Mathematically Yours-

Stacey

Comments

I can see that you have established quite a network to feed information as well as share. Do you have information about writing contests and/reading contests and competitions for students? I would also be interested in locating places where student writing can be published outside of the school setting.

Jim-

Actually, my partner teacher Kristy Mall, has our students participate in a poetry contest at the beginning of each school year. The name of the contest is Creative Communications Poetry Contest, here is the URL for the site, http://www.poeticpower.com/. It is completely free and poems chosen will be published in their annual anthology. Good luck and happy writing.

Cheers-

Stacey

Math isn't my greatest teaching strength, but these contests are inspiring and I am resolved to get my kids more involved in this type of math experience. Thanks for all the links!

Mrs. Alvarez-

I am very excited to hear that you have been inspired! So many of the math contests are completely "do-able" on site with you reporting the scores. Your students are so lucky to have a teacher willing to try new things. All the best and please let me know which math contests you decide to try. (Like I mentioned, the Math League is an easy one to start with)

Have a great week!

Stacey

Stacey, though you know I am a fourth grade teacher, I am wondering what I could do to perhaps get a few of my boys interested in robotics. They are VERY hands-on and like to take things apart- for some reason, building projects come to my mind. How would you get any class younger than yours interested? Mine is an advanced class, so perhaps they could grasp a few projects we do together really well.

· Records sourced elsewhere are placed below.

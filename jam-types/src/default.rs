use constants::Config;

use crate::{
    EntropyPool, Extrinsic, GlobalState, Header, Safrole, SafroleState, Statistics, TicketsOrKeys,
    UnsignedHeader, ValidatorKey,
};

impl Default for ValidatorKey {
    fn default() -> Self {
        ValidatorKey {
            bandersnatch: [0u8; 32],
            ed25519: [0u8; 32],
            bls: [0u8; 144],
            metadata: [0u8; 128],
        }
    }
}

impl Default for UnsignedHeader {
    fn default() -> Self {
        UnsignedHeader {
            parent: [0u8; 32],
            state_root: [0u8; 32],
            extrinsic_hash: [0u8; 32],
            slot: 0,
            epoch_mark: None,
            tickets_mark: None,
            judgements_mark: Vec::new(),
            author_index: 0,
            entropy_source: [0u8; 96],
        }
    }
}

impl Default for Header {
    fn default() -> Self {
        Header {
            unsigned: UnsignedHeader::default(),
            seal: [0u8; 96],
        }
    }
}

impl Default for Extrinsic {
    fn default() -> Self {
        Extrinsic {
            tickets: Vec::new(),
            judgements: Vec::new(),
            preimages: Vec::new(),
            assurances: Vec::new(),
            guarantees: Vec::new(),
        }
    }
}

impl Default for Safrole {
    fn default() -> Self {
        Safrole {
            pending_validators: Vec::new(),
            epoch_root: [0u8; 32],
            slot_sealers: Vec::new(),
            ticket_accumulator: Vec::new(),
        }
    }
}

impl Default for EntropyPool {
    fn default() -> Self {
        EntropyPool {
            buf: Default::default(),
        }
    }
}

impl Default for TicketsOrKeys {
    fn default() -> Self {
        TicketsOrKeys { keys: Vec::new() }
    }
}

impl Default for SafroleState {
    fn default() -> Self {
        SafroleState {
            timeslot: 0,
            entropy: Default::default(),
            prev_validators: Vec::new(),
            curr_validators: Vec::new(),
            next_validators: Vec::new(),
            designed_validators: Vec::new(),
            tickets_accumulator: Vec::new(),
            tickets_or_keys: TicketsOrKeys::default(),
            tickets_verifier_key: [0u8; 384],
        }
    }
}

impl Statistics {
    /// Zeroed accumulator and previous-epoch records, one entry per validator.
    pub fn new(validators: usize) -> Self {
        Statistics {
            curr: vec![Default::default(); validators],
            prev: vec![Default::default(); validators],
        }
    }
}

impl GlobalState {
    /// The all-zero state sized for the given configuration: every per-core
    /// and per-validator sequence is present and empty or zeroed.
    pub fn new(config: &Config) -> Self {
        let cores = config.cores_count as usize;
        let validators = config.validators_count as usize;

        GlobalState {
            auth_pools: vec![Vec::new(); cores],
            recent_history: Default::default(),
            safrole: Safrole {
                pending_validators: vec![ValidatorKey::default(); validators],
                ..Default::default()
            },
            service_accounts: Default::default(),
            entropy: EntropyPool::default(),
            next_validators: vec![ValidatorKey::default(); validators],
            curr_validators: vec![ValidatorKey::default(); validators],
            prev_validators: vec![ValidatorKey::default(); validators],
            availability: vec![None; cores],
            time: 0,
            auth_queues: vec![Default::default(); cores],
            privileges: Default::default(),
            judgements: Default::default(),
            statistics: Statistics::new(validators),
        }
    }
}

Besides that, could a robotics project be made into a class science fair project of sorts with variables, a purpose, and a hypothesis? Something that is measurable and observable with trials? Just curious. :)

Hi Victoria-

For your boys (or girls) that love to build I would suggest getting some simple Lego robot kits. They can be expensive so maybe think grants. I have also purchased simple robot kits from a local toy store that range from about $12.00-$25.00 each. It really depends on your budget.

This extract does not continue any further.